EXERCISE
What is the count of lines in the records that include "Parser"? Reply with that number alone.

· · · · · · ·

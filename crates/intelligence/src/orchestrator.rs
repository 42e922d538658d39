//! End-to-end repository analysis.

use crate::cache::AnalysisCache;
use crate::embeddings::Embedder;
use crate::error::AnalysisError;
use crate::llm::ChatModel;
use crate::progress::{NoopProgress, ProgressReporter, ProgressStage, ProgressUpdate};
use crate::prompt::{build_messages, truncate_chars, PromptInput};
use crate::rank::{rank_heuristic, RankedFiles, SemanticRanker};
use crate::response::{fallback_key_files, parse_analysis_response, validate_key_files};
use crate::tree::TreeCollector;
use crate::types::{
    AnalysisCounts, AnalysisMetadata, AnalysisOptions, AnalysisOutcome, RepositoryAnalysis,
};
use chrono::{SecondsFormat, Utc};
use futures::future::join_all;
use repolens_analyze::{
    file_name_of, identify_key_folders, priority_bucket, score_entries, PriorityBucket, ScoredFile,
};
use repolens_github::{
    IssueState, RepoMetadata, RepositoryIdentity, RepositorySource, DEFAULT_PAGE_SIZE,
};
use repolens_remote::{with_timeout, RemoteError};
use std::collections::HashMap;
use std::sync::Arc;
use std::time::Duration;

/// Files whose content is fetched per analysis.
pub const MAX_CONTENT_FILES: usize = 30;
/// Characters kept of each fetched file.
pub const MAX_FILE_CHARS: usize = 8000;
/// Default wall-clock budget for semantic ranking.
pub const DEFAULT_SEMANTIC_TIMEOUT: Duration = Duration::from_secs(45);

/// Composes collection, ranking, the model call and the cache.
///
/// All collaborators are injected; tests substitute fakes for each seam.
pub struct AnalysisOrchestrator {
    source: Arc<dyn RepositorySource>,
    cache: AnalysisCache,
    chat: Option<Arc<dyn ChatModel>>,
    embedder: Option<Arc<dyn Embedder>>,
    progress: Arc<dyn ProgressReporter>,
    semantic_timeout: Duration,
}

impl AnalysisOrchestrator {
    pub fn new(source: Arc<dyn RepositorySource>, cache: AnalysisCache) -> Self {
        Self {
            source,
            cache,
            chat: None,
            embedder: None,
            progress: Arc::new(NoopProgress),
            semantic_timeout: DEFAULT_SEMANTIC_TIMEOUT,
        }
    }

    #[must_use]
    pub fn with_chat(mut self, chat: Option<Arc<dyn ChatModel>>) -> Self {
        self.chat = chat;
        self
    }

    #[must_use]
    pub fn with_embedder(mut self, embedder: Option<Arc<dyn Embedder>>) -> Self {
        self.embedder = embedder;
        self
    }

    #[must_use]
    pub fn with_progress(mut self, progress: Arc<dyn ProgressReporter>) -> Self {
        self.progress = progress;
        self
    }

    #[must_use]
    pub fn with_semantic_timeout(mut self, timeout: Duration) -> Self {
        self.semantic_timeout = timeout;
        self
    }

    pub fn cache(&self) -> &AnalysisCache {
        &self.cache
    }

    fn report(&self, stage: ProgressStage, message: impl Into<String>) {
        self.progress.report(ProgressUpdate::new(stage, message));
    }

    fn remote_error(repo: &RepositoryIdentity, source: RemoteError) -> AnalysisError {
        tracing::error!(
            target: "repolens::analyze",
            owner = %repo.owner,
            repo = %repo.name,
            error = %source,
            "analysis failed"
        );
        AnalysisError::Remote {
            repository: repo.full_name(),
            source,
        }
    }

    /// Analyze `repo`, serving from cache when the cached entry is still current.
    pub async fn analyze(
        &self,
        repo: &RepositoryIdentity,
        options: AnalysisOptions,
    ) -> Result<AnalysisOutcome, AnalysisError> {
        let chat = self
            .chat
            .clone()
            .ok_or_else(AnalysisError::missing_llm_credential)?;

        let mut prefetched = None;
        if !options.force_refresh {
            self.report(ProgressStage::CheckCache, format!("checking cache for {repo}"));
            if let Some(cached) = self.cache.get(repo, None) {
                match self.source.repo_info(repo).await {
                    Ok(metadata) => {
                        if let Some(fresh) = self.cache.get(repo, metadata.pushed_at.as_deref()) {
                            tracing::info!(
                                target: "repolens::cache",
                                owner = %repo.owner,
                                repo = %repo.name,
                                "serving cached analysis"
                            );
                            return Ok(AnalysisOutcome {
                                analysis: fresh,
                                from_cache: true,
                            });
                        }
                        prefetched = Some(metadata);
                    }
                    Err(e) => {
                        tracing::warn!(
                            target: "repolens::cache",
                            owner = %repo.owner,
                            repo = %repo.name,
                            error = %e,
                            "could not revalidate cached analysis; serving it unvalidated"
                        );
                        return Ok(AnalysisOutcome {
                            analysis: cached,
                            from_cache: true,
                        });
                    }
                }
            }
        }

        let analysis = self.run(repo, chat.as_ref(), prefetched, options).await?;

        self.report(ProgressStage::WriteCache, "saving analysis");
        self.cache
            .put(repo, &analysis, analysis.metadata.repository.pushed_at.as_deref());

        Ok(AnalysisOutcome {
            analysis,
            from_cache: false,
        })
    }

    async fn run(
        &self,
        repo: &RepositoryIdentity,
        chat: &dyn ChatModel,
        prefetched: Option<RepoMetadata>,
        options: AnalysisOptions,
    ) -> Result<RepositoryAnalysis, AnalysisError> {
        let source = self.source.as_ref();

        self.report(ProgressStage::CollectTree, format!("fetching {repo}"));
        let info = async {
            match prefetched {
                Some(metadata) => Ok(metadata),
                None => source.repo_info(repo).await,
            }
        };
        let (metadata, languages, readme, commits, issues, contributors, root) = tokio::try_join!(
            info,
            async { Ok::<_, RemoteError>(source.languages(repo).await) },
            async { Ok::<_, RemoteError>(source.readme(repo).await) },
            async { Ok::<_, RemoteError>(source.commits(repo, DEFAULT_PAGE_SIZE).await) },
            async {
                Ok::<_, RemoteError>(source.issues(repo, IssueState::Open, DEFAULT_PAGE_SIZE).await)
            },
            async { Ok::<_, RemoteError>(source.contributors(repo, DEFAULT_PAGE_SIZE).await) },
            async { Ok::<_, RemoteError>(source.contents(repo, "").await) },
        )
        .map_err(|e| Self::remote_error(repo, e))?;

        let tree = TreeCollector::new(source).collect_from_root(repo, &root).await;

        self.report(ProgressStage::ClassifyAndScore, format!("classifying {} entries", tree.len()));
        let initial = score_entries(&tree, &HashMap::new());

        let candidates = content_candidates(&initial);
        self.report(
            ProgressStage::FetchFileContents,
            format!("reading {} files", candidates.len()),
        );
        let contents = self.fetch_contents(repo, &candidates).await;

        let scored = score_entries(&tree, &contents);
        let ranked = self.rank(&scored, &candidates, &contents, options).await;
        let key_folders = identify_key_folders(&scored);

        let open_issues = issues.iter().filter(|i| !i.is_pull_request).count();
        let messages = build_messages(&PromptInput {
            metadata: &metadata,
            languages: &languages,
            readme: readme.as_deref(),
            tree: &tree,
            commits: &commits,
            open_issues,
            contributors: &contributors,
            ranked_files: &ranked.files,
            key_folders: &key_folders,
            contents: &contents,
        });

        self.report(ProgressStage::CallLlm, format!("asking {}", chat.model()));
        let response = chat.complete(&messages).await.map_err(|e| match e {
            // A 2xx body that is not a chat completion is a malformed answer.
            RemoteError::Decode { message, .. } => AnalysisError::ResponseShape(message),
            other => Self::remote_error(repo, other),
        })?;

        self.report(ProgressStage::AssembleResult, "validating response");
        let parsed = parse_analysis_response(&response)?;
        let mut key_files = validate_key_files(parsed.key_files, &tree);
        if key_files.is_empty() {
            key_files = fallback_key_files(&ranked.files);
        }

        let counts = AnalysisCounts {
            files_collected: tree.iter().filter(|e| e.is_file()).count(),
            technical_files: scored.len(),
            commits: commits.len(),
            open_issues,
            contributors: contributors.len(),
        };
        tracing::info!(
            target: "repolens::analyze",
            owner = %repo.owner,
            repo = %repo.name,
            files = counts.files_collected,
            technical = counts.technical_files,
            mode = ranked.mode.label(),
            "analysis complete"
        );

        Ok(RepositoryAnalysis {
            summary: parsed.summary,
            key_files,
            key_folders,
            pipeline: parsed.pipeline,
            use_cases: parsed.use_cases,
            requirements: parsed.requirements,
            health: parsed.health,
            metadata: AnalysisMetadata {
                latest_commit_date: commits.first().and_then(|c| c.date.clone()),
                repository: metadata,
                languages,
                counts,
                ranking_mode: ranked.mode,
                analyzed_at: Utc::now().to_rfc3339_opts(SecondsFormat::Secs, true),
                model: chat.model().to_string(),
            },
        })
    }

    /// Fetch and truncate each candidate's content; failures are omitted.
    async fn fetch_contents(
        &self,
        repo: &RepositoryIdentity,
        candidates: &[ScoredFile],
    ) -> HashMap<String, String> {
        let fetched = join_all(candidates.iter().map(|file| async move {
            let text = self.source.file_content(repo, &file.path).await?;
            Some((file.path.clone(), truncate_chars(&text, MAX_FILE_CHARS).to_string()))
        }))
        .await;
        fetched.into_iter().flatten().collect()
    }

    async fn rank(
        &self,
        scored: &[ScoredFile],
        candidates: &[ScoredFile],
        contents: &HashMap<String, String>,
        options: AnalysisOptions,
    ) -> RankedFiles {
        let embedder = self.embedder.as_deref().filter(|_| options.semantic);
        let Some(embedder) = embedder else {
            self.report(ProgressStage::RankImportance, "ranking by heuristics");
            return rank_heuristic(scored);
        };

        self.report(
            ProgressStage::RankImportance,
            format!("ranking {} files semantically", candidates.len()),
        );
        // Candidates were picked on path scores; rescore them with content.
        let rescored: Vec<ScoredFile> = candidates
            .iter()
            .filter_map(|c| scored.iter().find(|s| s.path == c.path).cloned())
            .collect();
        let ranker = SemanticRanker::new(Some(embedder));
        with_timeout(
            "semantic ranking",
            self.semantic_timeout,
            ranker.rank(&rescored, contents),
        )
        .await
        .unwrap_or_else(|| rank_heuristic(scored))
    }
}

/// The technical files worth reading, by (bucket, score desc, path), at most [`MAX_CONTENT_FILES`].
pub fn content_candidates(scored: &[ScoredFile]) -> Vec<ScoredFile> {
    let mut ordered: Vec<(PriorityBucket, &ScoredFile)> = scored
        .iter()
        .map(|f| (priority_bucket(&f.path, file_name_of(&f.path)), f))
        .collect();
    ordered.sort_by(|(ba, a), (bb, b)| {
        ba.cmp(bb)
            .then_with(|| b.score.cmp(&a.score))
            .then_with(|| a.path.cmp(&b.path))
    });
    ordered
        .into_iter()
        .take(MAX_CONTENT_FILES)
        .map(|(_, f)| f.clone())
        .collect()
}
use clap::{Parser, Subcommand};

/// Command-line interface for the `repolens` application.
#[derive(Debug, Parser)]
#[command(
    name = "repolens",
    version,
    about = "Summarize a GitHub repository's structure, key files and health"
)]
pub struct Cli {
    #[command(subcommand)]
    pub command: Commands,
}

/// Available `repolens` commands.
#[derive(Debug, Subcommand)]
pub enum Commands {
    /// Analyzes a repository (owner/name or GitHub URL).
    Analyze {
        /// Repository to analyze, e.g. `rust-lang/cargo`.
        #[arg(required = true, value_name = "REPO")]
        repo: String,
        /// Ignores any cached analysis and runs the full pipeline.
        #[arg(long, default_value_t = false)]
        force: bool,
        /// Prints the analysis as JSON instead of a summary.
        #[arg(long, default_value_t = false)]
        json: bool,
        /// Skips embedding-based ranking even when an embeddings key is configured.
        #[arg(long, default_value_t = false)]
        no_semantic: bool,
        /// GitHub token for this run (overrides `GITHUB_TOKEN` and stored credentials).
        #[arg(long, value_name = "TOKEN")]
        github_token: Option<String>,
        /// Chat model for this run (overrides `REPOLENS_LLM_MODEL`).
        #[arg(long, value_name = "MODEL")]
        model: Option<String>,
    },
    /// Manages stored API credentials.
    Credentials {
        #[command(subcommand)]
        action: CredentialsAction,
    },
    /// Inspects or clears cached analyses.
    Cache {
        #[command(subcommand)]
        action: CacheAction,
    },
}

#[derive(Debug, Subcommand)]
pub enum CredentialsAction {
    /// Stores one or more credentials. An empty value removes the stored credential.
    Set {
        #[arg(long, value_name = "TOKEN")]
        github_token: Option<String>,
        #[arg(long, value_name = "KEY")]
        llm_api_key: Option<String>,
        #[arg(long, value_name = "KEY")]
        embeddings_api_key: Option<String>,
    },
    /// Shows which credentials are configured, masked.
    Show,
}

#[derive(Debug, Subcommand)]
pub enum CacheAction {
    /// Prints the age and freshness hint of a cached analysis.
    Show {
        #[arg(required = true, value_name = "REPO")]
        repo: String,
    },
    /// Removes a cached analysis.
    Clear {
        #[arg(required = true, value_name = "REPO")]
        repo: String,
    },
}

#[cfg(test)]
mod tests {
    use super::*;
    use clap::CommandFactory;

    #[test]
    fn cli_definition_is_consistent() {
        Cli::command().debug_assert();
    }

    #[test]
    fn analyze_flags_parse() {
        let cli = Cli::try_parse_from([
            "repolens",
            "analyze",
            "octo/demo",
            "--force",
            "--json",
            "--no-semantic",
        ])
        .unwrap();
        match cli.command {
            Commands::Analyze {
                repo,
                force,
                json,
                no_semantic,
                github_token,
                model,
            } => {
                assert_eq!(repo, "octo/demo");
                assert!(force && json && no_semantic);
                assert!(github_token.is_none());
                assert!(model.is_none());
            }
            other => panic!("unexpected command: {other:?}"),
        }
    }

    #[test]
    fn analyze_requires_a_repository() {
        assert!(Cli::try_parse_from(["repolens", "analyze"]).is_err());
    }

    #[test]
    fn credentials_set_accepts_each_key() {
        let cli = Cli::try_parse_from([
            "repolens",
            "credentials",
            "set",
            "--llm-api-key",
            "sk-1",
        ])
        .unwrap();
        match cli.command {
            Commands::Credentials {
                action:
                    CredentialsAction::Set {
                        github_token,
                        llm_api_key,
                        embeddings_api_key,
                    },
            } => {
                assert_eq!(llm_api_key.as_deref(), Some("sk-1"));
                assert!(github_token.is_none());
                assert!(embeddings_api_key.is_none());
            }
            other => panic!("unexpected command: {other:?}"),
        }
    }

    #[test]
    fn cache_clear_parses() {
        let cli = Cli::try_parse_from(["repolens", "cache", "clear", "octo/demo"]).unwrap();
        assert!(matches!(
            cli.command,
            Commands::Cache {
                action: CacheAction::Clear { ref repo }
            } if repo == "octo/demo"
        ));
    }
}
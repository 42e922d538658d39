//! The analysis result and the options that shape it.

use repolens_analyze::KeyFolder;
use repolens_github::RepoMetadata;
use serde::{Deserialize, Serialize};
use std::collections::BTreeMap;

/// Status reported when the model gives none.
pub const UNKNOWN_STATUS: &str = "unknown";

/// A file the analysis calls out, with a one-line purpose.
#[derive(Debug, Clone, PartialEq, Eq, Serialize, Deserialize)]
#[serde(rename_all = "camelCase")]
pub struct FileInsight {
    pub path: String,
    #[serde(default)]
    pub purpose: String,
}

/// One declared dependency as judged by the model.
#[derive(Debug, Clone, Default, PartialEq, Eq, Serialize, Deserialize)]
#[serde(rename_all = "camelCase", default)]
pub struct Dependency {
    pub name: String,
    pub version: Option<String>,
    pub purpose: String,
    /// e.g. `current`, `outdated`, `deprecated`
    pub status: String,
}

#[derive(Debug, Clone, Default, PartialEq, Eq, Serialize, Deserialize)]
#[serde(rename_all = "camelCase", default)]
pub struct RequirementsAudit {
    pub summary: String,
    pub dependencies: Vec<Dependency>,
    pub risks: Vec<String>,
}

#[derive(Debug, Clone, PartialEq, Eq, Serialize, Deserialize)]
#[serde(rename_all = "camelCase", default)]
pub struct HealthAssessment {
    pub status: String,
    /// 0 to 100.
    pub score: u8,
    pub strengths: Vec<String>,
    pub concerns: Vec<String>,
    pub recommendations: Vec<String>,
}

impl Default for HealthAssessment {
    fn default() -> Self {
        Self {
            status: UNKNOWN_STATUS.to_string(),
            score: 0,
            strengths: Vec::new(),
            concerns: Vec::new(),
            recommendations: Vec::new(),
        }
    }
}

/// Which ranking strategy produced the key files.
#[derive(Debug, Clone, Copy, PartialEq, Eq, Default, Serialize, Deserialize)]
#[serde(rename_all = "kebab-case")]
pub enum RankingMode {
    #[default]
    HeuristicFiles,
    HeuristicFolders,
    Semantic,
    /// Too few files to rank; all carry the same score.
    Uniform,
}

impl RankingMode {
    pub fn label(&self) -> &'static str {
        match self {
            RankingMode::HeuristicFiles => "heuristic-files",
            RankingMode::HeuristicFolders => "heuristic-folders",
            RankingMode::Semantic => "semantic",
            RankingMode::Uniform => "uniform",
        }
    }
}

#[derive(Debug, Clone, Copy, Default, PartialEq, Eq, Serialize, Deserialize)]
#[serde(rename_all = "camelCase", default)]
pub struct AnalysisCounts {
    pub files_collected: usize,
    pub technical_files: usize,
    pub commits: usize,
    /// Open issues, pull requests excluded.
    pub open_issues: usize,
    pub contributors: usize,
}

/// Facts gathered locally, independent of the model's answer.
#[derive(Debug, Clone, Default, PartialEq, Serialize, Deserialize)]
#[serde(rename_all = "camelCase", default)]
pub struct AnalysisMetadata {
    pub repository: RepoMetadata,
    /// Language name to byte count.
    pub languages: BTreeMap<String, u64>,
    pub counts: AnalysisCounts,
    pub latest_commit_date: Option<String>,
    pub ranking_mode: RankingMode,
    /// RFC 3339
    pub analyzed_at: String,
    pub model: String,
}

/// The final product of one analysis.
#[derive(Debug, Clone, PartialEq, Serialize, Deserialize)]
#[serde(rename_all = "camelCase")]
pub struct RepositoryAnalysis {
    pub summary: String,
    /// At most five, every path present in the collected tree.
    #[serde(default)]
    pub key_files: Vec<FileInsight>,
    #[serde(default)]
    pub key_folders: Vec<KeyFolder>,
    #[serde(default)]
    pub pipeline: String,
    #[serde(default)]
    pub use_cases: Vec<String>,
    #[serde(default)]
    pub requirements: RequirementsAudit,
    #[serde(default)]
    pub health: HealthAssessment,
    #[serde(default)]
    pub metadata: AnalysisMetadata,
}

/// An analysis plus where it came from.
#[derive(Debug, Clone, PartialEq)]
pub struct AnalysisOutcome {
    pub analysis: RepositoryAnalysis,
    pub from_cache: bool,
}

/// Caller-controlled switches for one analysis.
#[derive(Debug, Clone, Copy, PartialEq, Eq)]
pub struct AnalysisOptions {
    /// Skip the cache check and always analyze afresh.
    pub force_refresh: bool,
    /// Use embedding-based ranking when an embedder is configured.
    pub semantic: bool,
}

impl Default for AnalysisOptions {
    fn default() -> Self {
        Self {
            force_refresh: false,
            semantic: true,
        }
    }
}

· · · · · · ·

RESULT OF THE EXERCISE
2